■ Directions for this task: Write out once more the lines running from the top of the entries below to the line with "let (root, sub)", both ends included.

(Saved entries)
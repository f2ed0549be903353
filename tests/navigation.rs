//! End-to-end navigation through scripted key input.

mod common;

use crossterm::event::{KeyCode, KeyEvent, KeyModifiers};
use termenu::{Entry, EntryId, ExitReason, Menu, MenuTree, NavState, Navigator, ScriptedSurface};

use common::{drive, navigator, root_and_sub};

#[test]
fn checkbox_scenario_down_down_enter() {
    let fixture = root_and_sub();
    let root = fixture.root;
    let mut nav = navigator(fixture, &[KeyCode::Down, KeyCode::Down, KeyCode::Enter]);
    drive(&mut nav);

    let menu = nav.tree().menu(root).unwrap();
    assert_eq!(menu.entry(EntryId(3)).unwrap().is_checked(), Some(true));
    assert_eq!(menu.selected_index(), Some(1));
    assert_eq!(menu.selected_entry().unwrap().id(), EntryId(3));
    assert!(!menu.entry(EntryId(1)).unwrap().is_selectable());
    assert_eq!(nav.state(), NavState::Active(root));
}

#[test]
fn text_entry_is_never_highlighted() {
    let fixture = root_and_sub();
    let mut nav = navigator(
        fixture,
        &[KeyCode::Up, KeyCode::Up, KeyCode::Down, KeyCode::Up, KeyCode::Up],
    );
    drive(&mut nav);

    let highlighted = nav.surface().highlighted();
    assert_eq!(highlighted.len(), 1);
    assert_eq!(highlighted[0].1, "  Go");
}

#[test]
fn down_at_last_entry_does_not_wrap() {
    let fixture = root_and_sub();
    let root = fixture.root;
    let mut nav = navigator(fixture, &[KeyCode::Down, KeyCode::Down, KeyCode::Down]);
    drive(&mut nav);
    assert_eq!(nav.tree().menu(root).unwrap().selected_index(), Some(1));
}

#[test]
fn descend_and_ascend_return_to_same_menu() {
    let fixture = root_and_sub();
    let (root, sub) = (fixture.root, fixture.sub);
    let mut nav = navigator(fixture, &[KeyCode::Right]);
    drive(&mut nav);
    assert_eq!(nav.current(), Some(sub));
    assert_eq!(nav.tree().parent_of(sub), Some(root));

    for back in [KeyCode::Left, KeyCode::Esc, KeyCode::Backspace] {
        nav.surface_mut().push_key(KeyEvent::new(back, KeyModifiers::NONE));
        nav.step().unwrap();
        assert_eq!(nav.current(), Some(root));

        nav.surface_mut().push_key(KeyEvent::new(KeyCode::Enter, KeyModifiers::NONE));
        nav.step().unwrap();
        assert_eq!(nav.current(), Some(sub));
    }
}

#[test]
fn noop_action_keeps_submenu_open() {
    let fixture = root_and_sub();
    let sub = fixture.sub;
    let mut nav = navigator(fixture, &[KeyCode::Enter, KeyCode::Enter]);
    drive(&mut nav);
    assert_eq!(nav.state(), NavState::Active(sub));
    assert_eq!(nav.surface().row_text(0), "Sub");
}

#[test]
fn shared_submenu_takes_parent_of_latest_caller() {
    let mut tree = MenuTree::new();
    let shared = tree.insert(Menu::from_entries("Shared", [Entry::exit(1, "Quit", 3)]));
    let left = tree.insert(Menu::from_entries("Left", [Entry::submenu(1, "Shared", shared)]));
    let right = tree.insert(Menu::from_entries("Right", [Entry::submenu(1, "Shared", shared)]));
    let root = tree.insert(Menu::from_entries(
        "Root",
        [Entry::submenu(1, "Left", left), Entry::submenu(2, "Right", right)],
    ));

    let surface = ScriptedSurface::new(40, 10).with_keys([
        KeyCode::Enter, // Left
        KeyCode::Enter, // Shared
        KeyCode::Esc,
        KeyCode::Esc, // back at Root
        KeyCode::Down,
        KeyCode::Enter, // Right
        KeyCode::Enter, // Shared
    ]);
    let mut nav = Navigator::new(tree, root, surface).unwrap();
    nav.start().unwrap();

    nav.step().unwrap();
    nav.step().unwrap();
    assert_eq!(nav.tree().parent_of(shared), Some(left));

    for _ in 0..5 {
        nav.step().unwrap();
    }
    assert_eq!(nav.current(), Some(shared));
    assert_eq!(nav.tree().parent_of(shared), Some(right));
    assert_eq!(nav.tree().root_of(shared), root);

    nav.surface_mut().push_key(KeyEvent::new(KeyCode::Enter, KeyModifiers::NONE));
    assert_eq!(nav.run().unwrap(), ExitReason::Requested(3));
}

#[test]
fn callback_can_grow_the_current_menu() {
    let mut tree = MenuTree::new();
    let root = tree.insert(Menu::from_entries(
        "Root",
        [Entry::action(1, "Add", |ctx| {
            let next = ctx.menu().len() as u32 + 1;
            ctx.menu()
                .add_entry(Entry::text(next, format!("line {next}")))
                .unwrap();
        })],
    ));
    let surface = ScriptedSurface::new(40, 10).with_keys([KeyCode::Enter, KeyCode::Enter]);
    let mut nav = Navigator::new(tree, root, surface).unwrap();
    nav.start().unwrap();
    nav.step().unwrap();
    nav.step().unwrap();

    assert_eq!(nav.surface().row_text(3), "  line 2");
    assert_eq!(nav.surface().row_text(4), "  line 3");
}

#[test]
fn callback_can_request_exit_and_ascend() {
    let mut tree = MenuTree::new();
    let sub = tree.insert(Menu::from_entries(
        "Sub",
        [
            Entry::action(1, "Up", |ctx| ctx.ascend()),
            Entry::action(2, "Bail", |ctx| ctx.exit(9)),
        ],
    ));
    let root = tree.insert(Menu::from_entries("Root", [Entry::submenu(1, "Sub", sub)]));
    let surface = ScriptedSurface::new(40, 10).with_keys([
        KeyCode::Enter,
        KeyCode::Enter, // Up
        KeyCode::Enter,
        KeyCode::Down,
        KeyCode::Enter, // Bail
    ]);
    let mut nav = Navigator::new(tree, root, surface).unwrap();
    nav.start().unwrap();
    nav.step().unwrap();
    nav.step().unwrap();
    assert_eq!(nav.current(), Some(root));

    assert_eq!(nav.run().unwrap(), ExitReason::Requested(9));
}

#[test]
fn empty_menu_ignores_navigation() {
    let mut tree = MenuTree::new();
    let root = tree.insert(Menu::from_entries("Nothing here", [Entry::text(1, "just text")]));
    let surface = ScriptedSurface::new(40, 6).with_keys([
        KeyCode::Down,
        KeyCode::Up,
        KeyCode::Enter,
        KeyCode::Esc,
    ]);
    let mut nav = Navigator::new(tree, root, surface).unwrap();
    assert_eq!(nav.run().unwrap(), ExitReason::RootBack);
    assert!(nav.surface().highlighted().is_empty());
}

#[test]
fn refresh_redraws_identical_frame() {
    let fixture = root_and_sub();
    let mut nav = navigator(fixture, &[KeyCode::Down]);
    drive(&mut nav);
    let before = nav.surface().screen();

    nav.surface_mut().push_key(KeyEvent::new(KeyCode::F(5), KeyModifiers::NONE));
    nav.step().unwrap();
    assert_eq!(nav.surface().screen(), before);
}

#[test]
fn run_restores_terminal_and_clears_screen() {
    let fixture = root_and_sub();
    let mut nav = navigator(fixture, &[KeyCode::Esc]);
    nav.run().unwrap();
    let surface = nav.surface();
    assert!(!surface.is_entered());
    assert!(surface.is_cursor_visible());
    assert_eq!(surface.screen(), "");
    assert_eq!(surface.cursor(), (0, 0));
}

■ Result of this exercise:
repository f2ed0549be903353
filename tests/navigation.rs
//! End-to-end navigation through scripted key input.

mod common;

use crossterm::event::{KeyCode, KeyEvent, KeyModifiers};
use termenu::{Entry, EntryId, ExitReason, Menu, MenuTree, NavState, Navigator, ScriptedSurface};

use common::{drive, navigator, root_and_sub};

#[test]
fn checkbox_scenario_down_down_enter() {
    let fixture = root_and_sub();
    let root = fixture.root;
    let mut nav = navigator(fixture, &[KeyCode::Down, KeyCode::Down, KeyCode::Enter]);
    drive(&mut nav);

    let menu = nav.tree().menu(root).unwrap();
    assert_eq!(menu.entry(EntryId(3)).unwrap().is_checked(), Some(true));
    assert_eq!(menu.selected_index(), Some(1));
    assert_eq!(menu.selected_entry().unwrap().id(), EntryId(3));
    assert!(!menu.entry(EntryId(1)).unwrap().is_selectable());
    assert_eq!(nav.state(), NavState::Active(root));
}

#[test]
fn text_entry_is_never_highlighted() {
    let fixture = root_and_sub();
    let mut nav = navigator(
        fixture,
        &[KeyCode::Up, KeyCode::Up, KeyCode::Down, KeyCode::Up, KeyCode::Up],
    );
    drive(&mut nav);

    let highlighted = nav.surface().highlighted();
    assert_eq!(highlighted.len(), 1);
    assert_eq!(highlighted[0].1, "  Go");
}

#[test]
fn down_at_last_entry_does_not_wrap() {
    let fixture = root_and_sub();
    let root = fixture.root;
    let mut nav = navigator(fixture, &[KeyCode::Down, KeyCode::Down, KeyCode::Down]);
    drive(&mut nav);
    assert_eq!(nav.tree().menu(root).unwrap().selected_index(), Some(1));
}

#[test]
fn descend_and_ascend_return_to_same_menu() {
    let fixture = root_and_sub();
    let (root, sub) = (fixture.root, fixture.sub);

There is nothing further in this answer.